The word culture in scare quotes tells us what Heidegger believes about Jews, that like their “world,” their culture is also lost, anti-historical, ungrounded, and has no rightful place in Germany. Jewish culture contaminates “Germany’s spirit,” and he therefore detached from it.
This has been substantiated through his behavior as rector of the University of Freiburg. Paradoxically, Heidegger helped some of his Jewish students emigrate from Germany and wrote appeals to keep Jewish professors on the faculty while he also cut ties with Arendt and several other Jewish students, like Karl Jaspers. Edmund Husserl—a Jew, his mentor, and whom he dedicated Being and Time to—was forced to leave his post as rector and Heidegger took over the position[2]. Heidegger sent a bouquet of flowers for what Husserl declared as the, “supreme affront” of his life: ‘mandatory’ removal from the university[3].
Safranski’s thesis on Heidegger’s anti-Semitism as rector is that his “Nazism was decisionist.” He was not a Nazi “in the sense of the ideological lunacy of Nazism.” This sums up his involvement with Nazism as, more or less, a career move—to whip the German University into shape. Does this make it any better or worse?

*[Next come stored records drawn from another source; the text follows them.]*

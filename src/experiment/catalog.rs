//! Experiment Catalog - the set of experiments known to a tracker
//!
//! Populated from `GET /experiments/active` or registered locally. Loading is
//! lenient: one malformed definition is dropped with a warning instead of
//! discarding the whole list.

use std::collections::HashMap;

use chrono::{DateTime, Utc};
use tracing::warn;

use super::Experiment;

/// In-memory lookup of experiments by id.
#[derive(Debug, Default, Clone)]
pub struct ExperimentCatalog {
    experiments: HashMap<String, Experiment>,
}

impl ExperimentCatalog {
    /// Create an empty catalog.
    #[must_use]
    pub fn new() -> Self {
        Self::default()
    }

    /// Build a catalog from a JSON array of experiment definitions.
    ///
    /// Entries that fail validation are skipped and logged. A payload that is
    /// not an array yields an empty catalog.
    #[must_use]
    pub fn from_json(payload: &serde_json::Value) -> Self {
        let mut catalog = Self::new();
        let Some(entries) = payload.as_array() else {
            warn!(payload_kind = json_kind(payload), "expected an array of experiments");
            return catalog;
        };

        for entry in entries {
            match serde_json::from_value::<Experiment>(entry.clone()) {
                Ok(experiment) => catalog.insert(experiment),
                Err(error) => {
                    let id = entry.get("id").and_then(|v| v.as_str()).unwrap_or("<unknown>");
                    warn!(experiment_id = id, %error, "skipping invalid experiment definition");
                }
            }
        }
        catalog
    }

    /// Number of experiments.
    #[must_use]
    pub fn len(&self) -> usize {
        self.experiments.len()
    }

    /// Check if the catalog is empty.
    #[must_use]
    pub fn is_empty(&self) -> bool {
        self.experiments.is_empty()
    }

    /// Add or replace an experiment.
    pub fn insert(&mut self, experiment: Experiment) {
        self.experiments
            .insert(experiment.id().to_string(), experiment);
    }

    /// Get an experiment by ID.
    #[must_use]
    pub fn get(&self, experiment_id: &str) -> Option<&Experiment> {
        self.experiments.get(experiment_id)
    }

    /// Experiments that are running at `now`, sorted by id.
    #[must_use]
    pub fn active_at(&self, now: DateTime<Utc>) -> Vec<&Experiment> {
        let mut active: Vec<&Experiment> = self
            .experiments
            .values()
            .filter(|e| e.is_active_at(now))
            .collect();
        active.sort_by(|a, b| a.id().cmp(b.id()));
        active
    }

    /// Experiments scoped to `audience` (or to no audience), sorted by id.
    #[must_use]
    pub fn for_audience(&self, audience: &str) -> Vec<&Experiment> {
        let mut scoped: Vec<&Experiment> = self
            .experiments
            .values()
            .filter(|e| e.audience().is_empty() || e.audience() == audience)
            .collect();
        scoped.sort_by(|a, b| a.id().cmp(b.id()));
        scoped
    }

    /// Replace the contents with another catalog.
    pub fn replace(&mut self, other: Self) {
        self.experiments = other.experiments;
    }
}

const fn json_kind(value: &serde_json::Value) -> &'static str {
    match value {
        serde_json::Value::Null => "null",
        serde_json::Value::Bool(_) => "bool",
        serde_json::Value::Number(_) => "number",
        serde_json::Value::String(_) => "string",
        serde_json::Value::Array(_) => "array",
        serde_json::Value::Object(_) => "object",
    }
}

#[cfg(test)]
mod tests {
    use super::*;
    use crate::experiment::{ExperimentStatus, Variant};

    #[test]
    fn test_catalog_default() {
        let catalog = ExperimentCatalog::new();
        assert!(catalog.is_empty());
        assert_eq!(catalog.len(), 0);
    }

    #[test]
    fn test_from_json_skips_invalid_entries() {
        let payload = serde_json::json!([
            {"id": "ok", "status": "running", "trafficAllocation": 100,
             "variants": [{"id": "a", "weight": 1}]},
            {"id": "broken", "trafficAllocation": 100, "variants": []},
            {"status": "running"}
        ]);

        let catalog = ExperimentCatalog::from_json(&payload);

        assert_eq!(catalog.len(), 1);
        assert!(catalog.get("ok").is_some());
        assert!(catalog.get("broken").is_none());
    }

    #[test]
    fn test_from_json_non_array() {
        let catalog = ExperimentCatalog::from_json(&serde_json::json!({"error": "nope"}));
        assert!(catalog.is_empty());
    }

    #[test]
    fn test_active_and_audience_filters() {
        let mut catalog = ExperimentCatalog::new();
        catalog.insert(
            Experiment::builder("b-live")
                .audience("alumni")
                .variant(Variant::new("a", 1.0))
                .build()
                .unwrap(),
        );
        catalog.insert(
            Experiment::builder("a-draft")
                .status(ExperimentStatus::Draft)
                .audience("admin")
                .variant(Variant::new("a", 1.0))
                .build()
                .unwrap(),
        );

        let active: Vec<&str> = catalog.active_at(Utc::now()).into_iter().map(Experiment::id).collect();
        assert_eq!(active, vec!["b-live"]);

        let admin: Vec<&str> = catalog.for_audience("admin").into_iter().map(Experiment::id).collect();
        assert_eq!(admin, vec!["a-draft"]);
    }
}
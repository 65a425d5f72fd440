//! Tracks components that must finish initializing (e.g. the DNS resolver
//! warming its cache, the listener binding its socket) before the process
//! reports itself ready.

use std::sync::Arc;
use std::sync::atomic::{AtomicUsize, Ordering};

use tokio::sync::Notify;

#[derive(Clone)]
pub struct Ready {
	inner: Arc<Inner>,
}

struct Inner {
	pending: AtomicUsize,
	notify: Notify,
}

impl Ready {
	pub fn new() -> Self {
		Self {
			inner: Arc::new(Inner { pending: AtomicUsize::new(0), notify: Notify::new() }),
		}
	}

	/// Registers one more component that must become ready. Drop the
	/// returned guard once that component has finished initializing.
	pub fn register(&self) -> BlockReady {
		self.inner.pending.fetch_add(1, Ordering::SeqCst);
		BlockReady { inner: self.inner.clone() }
	}

	/// Resolves once every outstanding `BlockReady` guard has been dropped.
	pub async fn wait(&self) {
		loop {
			if self.inner.pending.load(Ordering::SeqCst) == 0 {
				return;
			}
			self.inner.notify.notified().await;
		}
	}
}

impl Default for Ready {
	fn default() -> Self {
		Self::new()
	}
}

pub struct BlockReady {
	inner: Arc<Inner>,
}

impl Drop for BlockReady {
	fn drop(&mut self) {
		if self.inner.pending.fetch_sub(1, Ordering::SeqCst) == 1 {
			self.inner.notify.notify_waiters();
		}
	}
}

#[cfg(test)]
mod tests {
	use super::*;

	#[tokio::test]
	async fn wait_resolves_once_all_guards_dropped() {
		let ready = Ready::new();
		let a = ready.register();
		let b = ready.register();
		let ready2 = ready.clone();
		let handle = tokio::spawn(async move {
			ready2.wait().await;
		});
		drop(a);
		tokio::task::yield_now().await;
		drop(b);
		handle.await.unwrap();
	}
}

“What is happening now is the end of the history of the great inception of Occidental humanity, in which inception humanity was called to the guardianship of be-ing, only to transform this calling right away into the pretension to re-present beings in their machinational unessence…
In the historyless, that which belongs together only within it also comes most readily into the unity of complete mixture; apparent construction and renovation, and complete destruction—both are the same—the groundless—what has succumbed to mere beings and is alienated from be-ing. As soon as the historyless has ‘set in,’ ‘historicism’ begins to run rampant; the groundless, in the most diverse and contradictory forms, falls—without recognizing itself as having the same unessence—into the most extreme enmity and craving for destruction…
And maybe in this ‘struggle’— which struggles over goallessness itself and which hence can be only the caricature of “struggle”—the greater groundlessness will ‘triumph,’ which is bound to nothing and makes everything serviceable to itself (Jewry). But the authentic triumph, the triumph of history over the historyless, is won only where the groundless excludes itself because it does not venture be-ing, but instead always merely calculates with beings, and posits its calculations as what is real.” GA 95: 96-97 (Überlegungen VIII, 4) (all GA 95 entries date from 1938-39).
Machination, according to Polt’s glossary, is a “fundamental trait of modernity.” The problem Heidegger has with this is best exemplified in The Question Concerning Technology (1977). What happens to beings under modernity, natural scientific inquiry, and technological machinery, reduces the human to the calculable, the manipulatable, or what he liked to call: standing reserve. In this vein, perhaps Heidegger sees Jews as propagating the ‘machinational unessence’ of beings, destroying the “wondrousness” of being.
In the second paragraph, once again, Heidegger is alluding to the Jew’s anti-Dasein. Jews are not being, but merely “calculate with beings,” likely another symptom of their anti-historical modernity.
While reading Being and Time (1927) there are many empowering and liberating moments: confronting nothingness, the fear of life, and living authentically despite the inevitably of death. So why his obsession with being grounded in history and culture, the things we see people “fall” into—losing themselves in a world of masks with nothing behind them? The answer is unclear, and open to discussion.